[Saved entries]

——

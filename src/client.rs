//! Run operation: one `POST` to the AEP endpoint.

use std::future::Future;
use std::time::Duration;

use reqwest::StatusCode;
use thiserror::Error;
use tracing::{debug, info, warn};

use crate::analysis::AnalysisResult;
use crate::config::ServerConfig;

/// Why a run produced no result.
///
/// Both kinds end the run; the view shows the `Display` text either way.
#[derive(Debug, Clone, PartialEq, Eq, Error)]
pub enum RunError {
    /// The service answered with a non-success status. The body is not read.
    #[error("Error: {status_text}")]
    Rejected {
        /// Numeric HTTP status.
        status: u16,
        /// Reason phrase for the status, or the numeric code if it has none.
        status_text: String,
    },
    /// Network failure or a body that could not be decoded.
    #[error("{0}")]
    Transport(String),
}

impl RunError {
    /// Builds a rejection from a response status.
    pub fn rejected(status: StatusCode) -> Self {
        let status_text = status
            .canonical_reason()
            .map_or_else(|| status.as_u16().to_string(), str::to_string);
        Self::Rejected {
            status: status.as_u16(),
            status_text,
        }
    }
}

impl From<reqwest::Error> for RunError {
    fn from(err: reqwest::Error) -> Self {
        Self::Transport(err.to_string())
    }
}

impl From<serde_json::Error> for RunError {
    fn from(err: serde_json::Error) -> Self {
        Self::Transport(err.to_string())
    }
}

/// Anything that can perform a remote AEP run.
///
/// The run takes no parameters: the backend executes its fixed demo
/// configuration.
pub trait AepBackend: Send + Sync + 'static {
    /// Performs one run and resolves with its outcome.
    fn run_aep(&self) -> impl Future<Output = Result<AnalysisResult, RunError>> + Send;
}

/// HTTP backend issuing `POST {base_url}{endpoint}` with no body.
#[derive(Debug, Clone)]
pub struct HttpBackend {
    http_client: reqwest::Client,
    url: String,
}

impl HttpBackend {
    /// Creates a backend for the given server settings.
    ///
    /// No request timeout is applied unless `timeout_secs` is set.
    ///
    /// # Errors
    ///
    /// Returns a `reqwest::Error` if the HTTP client cannot be initialised.
    pub fn new(server: &ServerConfig) -> Result<Self, reqwest::Error> {
        let mut builder = reqwest::Client::builder();
        if let Some(secs) = server.timeout_secs {
            builder = builder.timeout(Duration::from_secs(secs));
        }
        Ok(Self {
            http_client: builder.build()?,
            url: server.run_url(),
        })
    }

    /// Full URL the run is posted to.
    pub fn url(&self) -> &str {
        &self.url
    }

    async fn post_run(&self) -> Result<AnalysisResult, RunError> {
        info!(url = %self.url, "requesting AEP run");
        let response = self.http_client.post(&self.url).send().await?;

        let status = response.status();
        debug!(status = status.as_u16(), "AEP run responded");
        if !status.is_success() {
            let err = RunError::rejected(status);
            warn!(status = status.as_u16(), "AEP run rejected");
            return Err(err);
        }

        let body = response.text().await?;
        let result = AnalysisResult::from_json_str(&body)?;
        info!(iterations = result.iteration_count(), "AEP run completed");
        Ok(result)
    }
}

impl AepBackend for HttpBackend {
    fn run_aep(&self) -> impl Future<Output = Result<AnalysisResult, RunError>> + Send {
        async move {
            let outcome = self.post_run().await;
            if let Err(ref e) = outcome {
                warn!(error = %e, "AEP run failed");
            }
            outcome
        }
    }
}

——

- **TASK REQUIREMENTS**
Count every line in the data that contains the word "crate", then give that count and nothing else.

- **OUTPUT OF THE TASK**
2